What Love Is and Isn’t

What Love Is and Isn’t - The Art of Living Consciously


Most spiritual traditions name love as the highest spiritual value.  

This kind of love is a practice. It is a practice of acceptance, compassion, and wanting the best for the other. 

When most of us speak of love we are referring to something different. We think of it as an emotion. We think of it as a reciprocal agreement. Our “love” relationships are usually the most complicated experiences in our human lives.  

The reason human “love” causes so much confusion and complication in our lives is because what we talk about as being “love” is not actually love.  

So, what is love? What are some common misconceptions about love?  

Let’s take a closer look.  


What love is and isn’t 


Love isn’t possession 

Love is not about having someone else or belonging to someone else.  

This misconception is especially present in what we call romantic love.  

Often when we believe we love someone, what we really mean is “I want you,” or “I want something from you” not “I love you.”  

Think about the lyrics of almost every love song you’ve ever heard. They all say things like “I want you,” “I need you,” and “I want you to do this, this, and this.” 

As romantic as it might sound, these songs are expressions of possession, not actual love.  

This isn’t to say that if you have these feelings, you don’t actually like a person, care about them, or actually have love for them. It’s just not truly love when it’s surrounded by “I want.”  

“I want” means we want something from that person in exchange for our love.  

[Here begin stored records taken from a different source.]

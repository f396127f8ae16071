//! External process execution.
//!
//! [`ToolRunner`] is the seam between the format analyzer and the operating
//! system. [`ProcessRunner`] spawns a real child process; tests substitute a
//! recording fake.

use std::ffi::OsString;
use std::io::Read;
use std::path::PathBuf;
use std::process::{Command, ExitStatus, Stdio};
use std::thread::{self, JoinHandle};
use std::time::{Duration, Instant};

use tracing::{debug, warn};

use crate::LinterError;

const POLL_INTERVAL: Duration = Duration::from_millis(50);

/// A single external command invocation.
#[derive(Debug, Clone, PartialEq, Eq)]
pub struct Invocation {
    pub program: String,
    pub args: Vec<OsString>,
    pub working_dir: PathBuf,
    /// Hard deadline for the whole invocation.
    pub timeout: Option<Duration>,
}

impl Invocation {
    pub fn new(program: impl Into<String>, working_dir: impl Into<PathBuf>) -> Self {
        Self {
            program: program.into(),
            args: Vec::new(),
            working_dir: working_dir.into(),
            timeout: None,
        }
    }

    pub fn arg(mut self, arg: impl Into<OsString>) -> Self {
        self.args.push(arg.into());
        self
    }

    pub fn timeout(mut self, timeout: Option<Duration>) -> Self {
        self.timeout = timeout;
        self
    }

    /// The command line for log messages.
    pub fn display(&self) -> String {
        let mut line = self.program.clone();
        for arg in &self.args {
            line.push(' ');
            line.push_str(&arg.to_string_lossy());
        }
        line
    }
}

/// Captured result of a finished invocation.
#[derive(Debug, Clone, Default, PartialEq, Eq)]
pub struct ToolOutput {
    /// Exit code, `None` when the process was terminated by a signal.
    pub code: Option<i32>,
    pub stdout: String,
    pub stderr: String,
}

impl ToolOutput {
    pub fn success(&self) -> bool {
        self.code == Some(0)
    }

    /// Standard output followed by standard error.
    pub fn combined(&self) -> String {
        let mut text = String::with_capacity(self.stdout.len() + self.stderr.len() + 1);
        text.push_str(&self.stdout);
        if !self.stdout.is_empty() && !self.stdout.ends_with('\n') {
            text.push('\n');
        }
        text.push_str(&self.stderr);
        text
    }
}

/// Runs external commands.
///
/// A non-zero exit status is not an error; callers inspect [`ToolOutput`].
pub trait ToolRunner: Send + Sync {
    fn run(&self, invocation: &Invocation) -> Result<ToolOutput, LinterError>;
}

/// Spawns real child processes.
#[derive(Debug, Clone, Copy, Default)]
pub struct ProcessRunner;

impl ToolRunner for ProcessRunner {
    fn run(&self, invocation: &Invocation) -> Result<ToolOutput, LinterError> {
        debug!("Running: {}", invocation.display());

        let mut child = Command::new(&invocation.program)
            .args(&invocation.args)
            .current_dir(&invocation.working_dir)
            .stdin(Stdio::null())
            .stdout(Stdio::piped())
            .stderr(Stdio::piped())
            .spawn()
            .map_err(|e| LinterError::tool_launch(&invocation.program, e.to_string()))?;

        // Drain both pipes concurrently so a chatty tool cannot block on a
        // full pipe while we wait for it.
        let stdout = child.stdout.take().map(drain);
        let stderr = child.stderr.take().map(drain);

        let status = match invocation.timeout {
            Some(timeout) => wait_with_deadline(&mut child, timeout, &invocation.program)?,
            None => child.wait()?,
        };

        let output = ToolOutput {
            code: status.code(),
            stdout: collect(stdout),
            stderr: collect(stderr),
        };
        debug!(
            "'{}' exited with {:?} ({} bytes of output)",
            invocation.program,
            output.code,
            output.stdout.len() + output.stderr.len()
        );
        Ok(output)
    }
}

fn drain<R: Read + Send + 'static>(mut pipe: R) -> JoinHandle<String> {
    thread::spawn(move || {
        let mut buf = Vec::new();
        if let Err(e) = pipe.read_to_end(&mut buf) {
            warn!("Failed to read tool output: {}", e);
        }
        String::from_utf8_lossy(&buf).into_owned()
    })
}

fn collect(handle: Option<JoinHandle<String>>) -> String {
    handle
        .and_then(|handle| handle.join().ok())
        .unwrap_or_default()
}

/// Waits for `child`, killing it once `timeout` has elapsed.
///
/// The child has been reaped when this returns, whatever the outcome.
fn wait_with_deadline(
    child: &mut std::process::Child,
    timeout: Duration,
    program: &str,
) -> Result<ExitStatus, LinterError> {
    let deadline = Instant::now() + timeout;
    loop {
        if let Some(status) = child.try_wait()? {
            return Ok(status);
        }
        if Instant::now() >= deadline {
            warn!("'{}' exceeded {}s; killing it", program, timeout.as_secs());
            if let Err(e) = child.kill() {
                debug!("kill failed: {}", e);
            }
            child.wait()?;
            return Err(LinterError::ToolTimeout {
                program: program.to_string(),
                timeout,
            });
        }
        thread::sleep(POLL_INTERVAL);
    }
}

#[cfg(test)]
mod tests {
    use super::*;
    use pretty_assertions::assert_eq;

    #[test]
    fn test_invocation_display() {
        let invocation = Invocation::new("dotnet", "/tmp")
            .arg("format")
            .arg("/tmp/deltalint.csproj");
        assert_eq!(invocation.display(), "dotnet format /tmp/deltalint.csproj");
    }

    #[test]
    fn test_combined_output() {
        let output = ToolOutput {
            code: Some(2),
            stdout: "a".to_string(),
            stderr: "b\n".to_string(),
        };
        assert_eq!(output.combined(), "a\nb\n");
        assert!(!output.success());
    }

    #[test]
    fn test_launch_failure() {
        let temp = tempfile::tempdir().unwrap();
        let invocation = Invocation::new("/nonexistent/deltalint-tool", temp.path());
        let err = ProcessRunner.run(&invocation).unwrap_err();
        assert!(matches!(err, LinterError::ToolLaunch { .. }));
    }

    #[cfg(unix)]
    #[test]
    fn test_captures_both_streams_and_exit_code() {
        let temp = tempfile::tempdir().unwrap();
        let invocation = Invocation::new("sh", temp.path())
            .arg("-c")
            .arg("echo out; echo err 1>&2; exit 3");
        let output = ProcessRunner.run(&invocation).unwrap();
        assert_eq!(output.code, Some(3));
        assert_eq!(output.stdout, "out\n");
        assert_eq!(output.stderr, "err\n");
    }

    #[cfg(unix)]
    #[test]
    fn test_timeout_kills_child() {
        let temp = tempfile::tempdir().unwrap();
        let invocation = Invocation::new("sh", temp.path())
            .arg("-c")
            .arg("exec sleep 30")
            .timeout(Some(Duration::from_millis(200)));

        let started = Instant::now();
        let err = ProcessRunner.run(&invocation).unwrap_err();

        assert!(matches!(err, LinterError::ToolTimeout { .. }));
        assert!(started.elapsed() < Duration::from_secs(10));
    }
}
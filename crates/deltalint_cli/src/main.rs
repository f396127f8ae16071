//! deltalint CLI
//!
//! Lints only the files a change touched.

mod cli;
mod commands;
mod output;

use std::process::ExitCode;

use clap::Parser;
use miette::Result;
use tracing::error;
use tracing_subscriber::EnvFilter;

use crate::cli::{Cli, Commands};
use crate::commands::init::run_init;
use crate::commands::lint::{LintArgs, run_lint};

fn main() -> ExitCode {
    let cli = Cli::parse();

    // Initialize logging
    let filter = if cli.verbose {
        EnvFilter::new("debug")
    } else {
        EnvFilter::new("info")
    };

    tracing_subscriber::fmt()
        .with_env_filter(filter)
        .with_target(false)
        .with_writer(std::io::stderr)
        .init();

    match run(cli) {
        Ok(has_errors) => {
            if has_errors {
                ExitCode::from(1)
            } else {
                ExitCode::SUCCESS
            }
        }
        Err(e) => {
            error!("{:?}", e);
            ExitCode::from(2)
        }
    }
}

fn run(cli: Cli) -> Result<bool> {
    match &cli.command {
        Commands::Lint {
            repo,
            format,
            output,
            mode,
            skip_tool_check,
        } => run_lint(
            &cli,
            &LintArgs {
                repo,
                format: *format,
                output: output.as_deref(),
                mode: *mode,
                skip_tool_check: *skip_tool_check,
            },
        ),
        Commands::Init { force } => run_init(*force).map(|_| false),
    }
}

“If you loved me, you would______________.” 

Which leads us to our next point of what love is not.   


Love isn’t an exchange or a contract.  

Love is not about someone else fulfilling our expectations.  

This idea that the person we love needs to behave in a certain way, that they need to reciprocate or otherwise earn our love to deserve it, is not actual love.  

This goes along with the idea that you will withdraw your love if you don’t like their behavior.  

That doesn’t feel loving at all, does it?  

When we’re caught up in expectations, we think thoughts like “If you love someone else, I definitely won’t love you. If you love someone or something else more than me, then no more love for you.”  

Romantic love is this idea that there’s some kind of contract. For example, “If you kiss me, that means you love me. If you say you love me, that means you do love me.” 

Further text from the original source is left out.